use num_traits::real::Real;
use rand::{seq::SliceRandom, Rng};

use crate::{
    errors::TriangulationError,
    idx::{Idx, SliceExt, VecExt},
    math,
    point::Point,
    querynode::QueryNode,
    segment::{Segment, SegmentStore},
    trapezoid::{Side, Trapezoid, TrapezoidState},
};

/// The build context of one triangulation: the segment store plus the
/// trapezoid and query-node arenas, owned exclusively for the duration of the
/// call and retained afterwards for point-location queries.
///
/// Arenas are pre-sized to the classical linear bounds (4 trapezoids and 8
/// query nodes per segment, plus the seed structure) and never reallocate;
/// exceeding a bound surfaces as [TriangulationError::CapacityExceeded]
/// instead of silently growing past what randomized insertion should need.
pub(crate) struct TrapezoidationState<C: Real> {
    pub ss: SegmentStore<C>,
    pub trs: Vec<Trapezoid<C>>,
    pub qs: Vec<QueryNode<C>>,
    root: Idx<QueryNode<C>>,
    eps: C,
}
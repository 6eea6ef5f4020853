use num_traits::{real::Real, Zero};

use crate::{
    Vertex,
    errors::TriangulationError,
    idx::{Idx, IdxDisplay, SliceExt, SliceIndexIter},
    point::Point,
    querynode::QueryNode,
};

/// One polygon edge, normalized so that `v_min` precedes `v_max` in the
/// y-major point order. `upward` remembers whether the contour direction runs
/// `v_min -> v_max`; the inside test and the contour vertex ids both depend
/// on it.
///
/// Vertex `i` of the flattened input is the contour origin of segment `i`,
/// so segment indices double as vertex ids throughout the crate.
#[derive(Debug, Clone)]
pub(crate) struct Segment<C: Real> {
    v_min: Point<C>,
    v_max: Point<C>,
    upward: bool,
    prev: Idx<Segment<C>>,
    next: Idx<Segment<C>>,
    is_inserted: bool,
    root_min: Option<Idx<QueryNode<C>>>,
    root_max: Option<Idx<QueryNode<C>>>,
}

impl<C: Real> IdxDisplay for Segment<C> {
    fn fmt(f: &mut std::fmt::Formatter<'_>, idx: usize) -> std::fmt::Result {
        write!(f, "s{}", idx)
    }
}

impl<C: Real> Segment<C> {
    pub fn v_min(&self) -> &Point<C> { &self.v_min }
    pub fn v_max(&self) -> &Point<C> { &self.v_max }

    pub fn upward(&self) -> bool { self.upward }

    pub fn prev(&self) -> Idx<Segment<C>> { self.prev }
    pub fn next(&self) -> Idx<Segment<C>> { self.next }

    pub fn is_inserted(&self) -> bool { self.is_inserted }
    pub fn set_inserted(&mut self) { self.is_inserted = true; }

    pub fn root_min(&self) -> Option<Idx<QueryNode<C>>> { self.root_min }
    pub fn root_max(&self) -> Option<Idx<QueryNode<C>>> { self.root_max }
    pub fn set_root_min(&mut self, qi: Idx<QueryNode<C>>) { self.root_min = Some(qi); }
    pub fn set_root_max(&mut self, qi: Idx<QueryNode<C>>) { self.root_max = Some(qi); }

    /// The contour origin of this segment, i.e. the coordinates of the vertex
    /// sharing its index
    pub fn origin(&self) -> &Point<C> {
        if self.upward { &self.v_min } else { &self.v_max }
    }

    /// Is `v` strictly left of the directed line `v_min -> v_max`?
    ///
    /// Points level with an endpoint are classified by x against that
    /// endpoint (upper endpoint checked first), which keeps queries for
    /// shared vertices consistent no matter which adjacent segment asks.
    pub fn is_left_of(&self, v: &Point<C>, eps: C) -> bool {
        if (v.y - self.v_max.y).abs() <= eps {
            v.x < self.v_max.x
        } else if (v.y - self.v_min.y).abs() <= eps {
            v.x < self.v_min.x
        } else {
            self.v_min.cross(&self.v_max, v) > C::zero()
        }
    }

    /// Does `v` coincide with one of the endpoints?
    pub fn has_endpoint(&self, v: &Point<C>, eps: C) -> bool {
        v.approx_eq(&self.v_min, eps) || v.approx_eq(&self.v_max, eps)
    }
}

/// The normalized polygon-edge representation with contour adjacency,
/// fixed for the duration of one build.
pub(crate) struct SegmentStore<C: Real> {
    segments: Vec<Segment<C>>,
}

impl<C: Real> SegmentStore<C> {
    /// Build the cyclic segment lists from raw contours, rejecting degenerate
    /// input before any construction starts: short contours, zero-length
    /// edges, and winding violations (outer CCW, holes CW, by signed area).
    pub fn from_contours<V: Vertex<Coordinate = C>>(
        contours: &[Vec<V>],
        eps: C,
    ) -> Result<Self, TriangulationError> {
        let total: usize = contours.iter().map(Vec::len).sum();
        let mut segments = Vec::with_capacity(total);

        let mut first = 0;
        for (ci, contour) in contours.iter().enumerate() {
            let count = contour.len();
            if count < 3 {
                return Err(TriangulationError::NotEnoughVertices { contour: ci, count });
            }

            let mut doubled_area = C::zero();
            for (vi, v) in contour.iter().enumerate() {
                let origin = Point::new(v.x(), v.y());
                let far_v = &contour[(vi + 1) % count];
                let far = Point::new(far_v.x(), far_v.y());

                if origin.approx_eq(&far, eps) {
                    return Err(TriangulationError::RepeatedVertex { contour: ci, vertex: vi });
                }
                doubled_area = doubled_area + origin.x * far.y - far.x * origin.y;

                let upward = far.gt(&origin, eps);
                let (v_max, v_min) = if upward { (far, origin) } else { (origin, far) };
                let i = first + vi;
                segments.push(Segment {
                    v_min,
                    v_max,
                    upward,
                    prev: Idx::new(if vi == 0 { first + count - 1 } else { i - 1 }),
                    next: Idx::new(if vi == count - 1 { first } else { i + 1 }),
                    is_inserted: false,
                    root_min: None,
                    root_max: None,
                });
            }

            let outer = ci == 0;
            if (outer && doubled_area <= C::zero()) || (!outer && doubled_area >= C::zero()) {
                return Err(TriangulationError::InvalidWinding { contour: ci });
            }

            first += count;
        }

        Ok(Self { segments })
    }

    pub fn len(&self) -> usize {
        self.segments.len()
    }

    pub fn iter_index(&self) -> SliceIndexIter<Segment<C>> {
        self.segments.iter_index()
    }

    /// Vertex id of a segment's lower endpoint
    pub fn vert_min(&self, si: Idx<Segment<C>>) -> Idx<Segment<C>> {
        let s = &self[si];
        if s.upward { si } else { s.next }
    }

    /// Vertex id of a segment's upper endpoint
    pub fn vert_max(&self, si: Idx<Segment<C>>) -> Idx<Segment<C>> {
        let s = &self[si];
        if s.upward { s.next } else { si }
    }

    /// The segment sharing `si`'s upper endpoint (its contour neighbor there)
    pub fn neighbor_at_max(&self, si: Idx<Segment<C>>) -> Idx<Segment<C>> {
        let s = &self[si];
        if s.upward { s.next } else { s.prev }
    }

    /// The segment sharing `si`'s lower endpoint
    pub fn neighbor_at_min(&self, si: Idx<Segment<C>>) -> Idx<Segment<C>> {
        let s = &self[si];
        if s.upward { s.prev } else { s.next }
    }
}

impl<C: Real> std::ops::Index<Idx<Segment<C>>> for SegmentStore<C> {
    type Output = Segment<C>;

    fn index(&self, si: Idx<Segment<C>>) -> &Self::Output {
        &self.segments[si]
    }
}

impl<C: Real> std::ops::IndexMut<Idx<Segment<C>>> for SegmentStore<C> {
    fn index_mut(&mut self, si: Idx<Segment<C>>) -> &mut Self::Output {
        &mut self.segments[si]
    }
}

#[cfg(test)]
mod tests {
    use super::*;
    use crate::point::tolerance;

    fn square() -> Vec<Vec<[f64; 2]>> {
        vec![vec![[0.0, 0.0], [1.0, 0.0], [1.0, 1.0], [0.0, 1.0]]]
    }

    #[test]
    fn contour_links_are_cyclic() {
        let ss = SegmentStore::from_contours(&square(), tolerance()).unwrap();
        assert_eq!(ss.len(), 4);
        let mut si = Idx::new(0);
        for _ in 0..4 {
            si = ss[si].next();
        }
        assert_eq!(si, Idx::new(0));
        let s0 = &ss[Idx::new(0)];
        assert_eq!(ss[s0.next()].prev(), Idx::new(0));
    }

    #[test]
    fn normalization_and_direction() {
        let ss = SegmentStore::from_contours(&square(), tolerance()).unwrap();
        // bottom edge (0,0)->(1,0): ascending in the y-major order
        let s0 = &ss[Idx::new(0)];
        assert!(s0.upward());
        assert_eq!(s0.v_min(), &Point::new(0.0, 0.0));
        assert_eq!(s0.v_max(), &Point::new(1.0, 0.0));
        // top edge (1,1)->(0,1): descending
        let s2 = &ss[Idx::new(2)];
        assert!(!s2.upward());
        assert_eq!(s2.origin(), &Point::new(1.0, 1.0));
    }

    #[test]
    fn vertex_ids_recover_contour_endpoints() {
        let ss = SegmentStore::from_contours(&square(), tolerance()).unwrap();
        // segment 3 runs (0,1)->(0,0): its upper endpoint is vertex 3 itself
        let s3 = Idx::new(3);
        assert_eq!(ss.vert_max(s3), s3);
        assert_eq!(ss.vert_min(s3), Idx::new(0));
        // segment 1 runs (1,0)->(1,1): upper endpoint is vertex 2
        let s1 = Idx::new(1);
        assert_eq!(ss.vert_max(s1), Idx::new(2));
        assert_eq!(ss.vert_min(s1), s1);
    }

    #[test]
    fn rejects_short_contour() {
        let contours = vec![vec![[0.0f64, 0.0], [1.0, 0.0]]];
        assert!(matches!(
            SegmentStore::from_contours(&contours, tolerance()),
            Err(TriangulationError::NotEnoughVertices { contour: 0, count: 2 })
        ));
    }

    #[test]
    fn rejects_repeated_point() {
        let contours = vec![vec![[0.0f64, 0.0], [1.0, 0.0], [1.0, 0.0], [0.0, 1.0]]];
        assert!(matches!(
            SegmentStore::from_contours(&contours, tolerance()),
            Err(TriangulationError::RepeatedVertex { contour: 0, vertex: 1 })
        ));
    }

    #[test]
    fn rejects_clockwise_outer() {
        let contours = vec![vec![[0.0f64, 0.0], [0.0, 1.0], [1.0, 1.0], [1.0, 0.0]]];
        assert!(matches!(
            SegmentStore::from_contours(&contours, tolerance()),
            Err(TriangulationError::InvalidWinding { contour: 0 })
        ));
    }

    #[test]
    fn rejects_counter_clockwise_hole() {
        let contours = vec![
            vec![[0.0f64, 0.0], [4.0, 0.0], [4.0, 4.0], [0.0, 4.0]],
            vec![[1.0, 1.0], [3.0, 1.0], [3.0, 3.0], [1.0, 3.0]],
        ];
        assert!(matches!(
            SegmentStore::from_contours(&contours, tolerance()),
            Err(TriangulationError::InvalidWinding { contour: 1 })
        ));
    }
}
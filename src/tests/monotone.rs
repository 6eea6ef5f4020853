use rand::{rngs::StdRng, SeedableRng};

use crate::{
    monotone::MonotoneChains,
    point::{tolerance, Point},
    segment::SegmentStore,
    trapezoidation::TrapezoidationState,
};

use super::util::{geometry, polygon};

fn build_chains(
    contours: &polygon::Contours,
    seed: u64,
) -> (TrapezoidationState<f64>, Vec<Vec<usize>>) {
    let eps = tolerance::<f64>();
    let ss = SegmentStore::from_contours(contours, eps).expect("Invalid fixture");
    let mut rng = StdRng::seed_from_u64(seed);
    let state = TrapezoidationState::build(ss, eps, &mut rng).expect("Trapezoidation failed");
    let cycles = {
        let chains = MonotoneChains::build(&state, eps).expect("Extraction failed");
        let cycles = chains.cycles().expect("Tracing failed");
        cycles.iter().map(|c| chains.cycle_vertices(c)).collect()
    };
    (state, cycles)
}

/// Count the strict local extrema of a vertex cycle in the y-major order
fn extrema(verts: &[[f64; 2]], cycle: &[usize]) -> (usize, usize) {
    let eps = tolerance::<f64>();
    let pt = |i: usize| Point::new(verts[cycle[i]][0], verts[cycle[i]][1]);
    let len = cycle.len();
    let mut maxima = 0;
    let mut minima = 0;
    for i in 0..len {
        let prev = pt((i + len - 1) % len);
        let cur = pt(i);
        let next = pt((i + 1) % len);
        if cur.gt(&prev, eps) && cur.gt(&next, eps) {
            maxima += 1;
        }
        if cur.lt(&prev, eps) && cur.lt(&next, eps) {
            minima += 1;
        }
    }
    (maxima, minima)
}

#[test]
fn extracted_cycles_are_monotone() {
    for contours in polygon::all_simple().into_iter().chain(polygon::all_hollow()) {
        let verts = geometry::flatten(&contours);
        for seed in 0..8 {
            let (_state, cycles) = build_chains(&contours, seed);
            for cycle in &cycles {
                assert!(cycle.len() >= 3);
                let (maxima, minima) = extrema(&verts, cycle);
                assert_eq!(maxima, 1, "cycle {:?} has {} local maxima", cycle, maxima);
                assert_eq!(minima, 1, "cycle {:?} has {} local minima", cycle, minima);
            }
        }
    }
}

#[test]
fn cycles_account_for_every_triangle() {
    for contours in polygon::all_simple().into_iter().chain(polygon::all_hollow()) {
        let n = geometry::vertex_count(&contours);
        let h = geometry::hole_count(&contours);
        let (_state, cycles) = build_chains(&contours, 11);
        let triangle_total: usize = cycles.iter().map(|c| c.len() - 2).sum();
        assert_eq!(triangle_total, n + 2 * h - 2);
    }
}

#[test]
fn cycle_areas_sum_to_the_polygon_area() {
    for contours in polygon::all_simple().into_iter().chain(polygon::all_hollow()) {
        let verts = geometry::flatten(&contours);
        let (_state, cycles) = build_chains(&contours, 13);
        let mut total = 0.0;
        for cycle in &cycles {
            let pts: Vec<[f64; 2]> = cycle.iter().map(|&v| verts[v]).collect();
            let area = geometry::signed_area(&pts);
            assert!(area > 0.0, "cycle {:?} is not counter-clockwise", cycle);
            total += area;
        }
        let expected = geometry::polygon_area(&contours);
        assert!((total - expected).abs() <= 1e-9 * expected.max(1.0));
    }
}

***

# Exercise description:
One stretch of the lines above is wanted, from the line that contains "assert_eq!(si, Idx::new(0));" through the line that contains "assert!(!s2.upward());". Output it exactly.

# Your solution:
        assert_eq!(si, Idx::new(0));
        let s0 = &ss[Idx::new(0)];
        assert_eq!(ss[s0.next()].prev(), Idx::new(0));
    }

    #[test]
    fn normalization_and_direction() {
        let ss = SegmentStore::from_contours(&square(), tolerance()).unwrap();
        // bottom edge (0,0)->(1,0): ascending in the y-major order
        let s0 = &ss[Idx::new(0)];
        assert!(s0.upward());
        assert_eq!(s0.v_min(), &Point::new(0.0, 0.0));
        assert_eq!(s0.v_max(), &Point::new(1.0, 0.0));
        // top edge (1,1)->(0,1): descending
        let s2 = &ss[Idx::new(2)];
        assert!(!s2.upward());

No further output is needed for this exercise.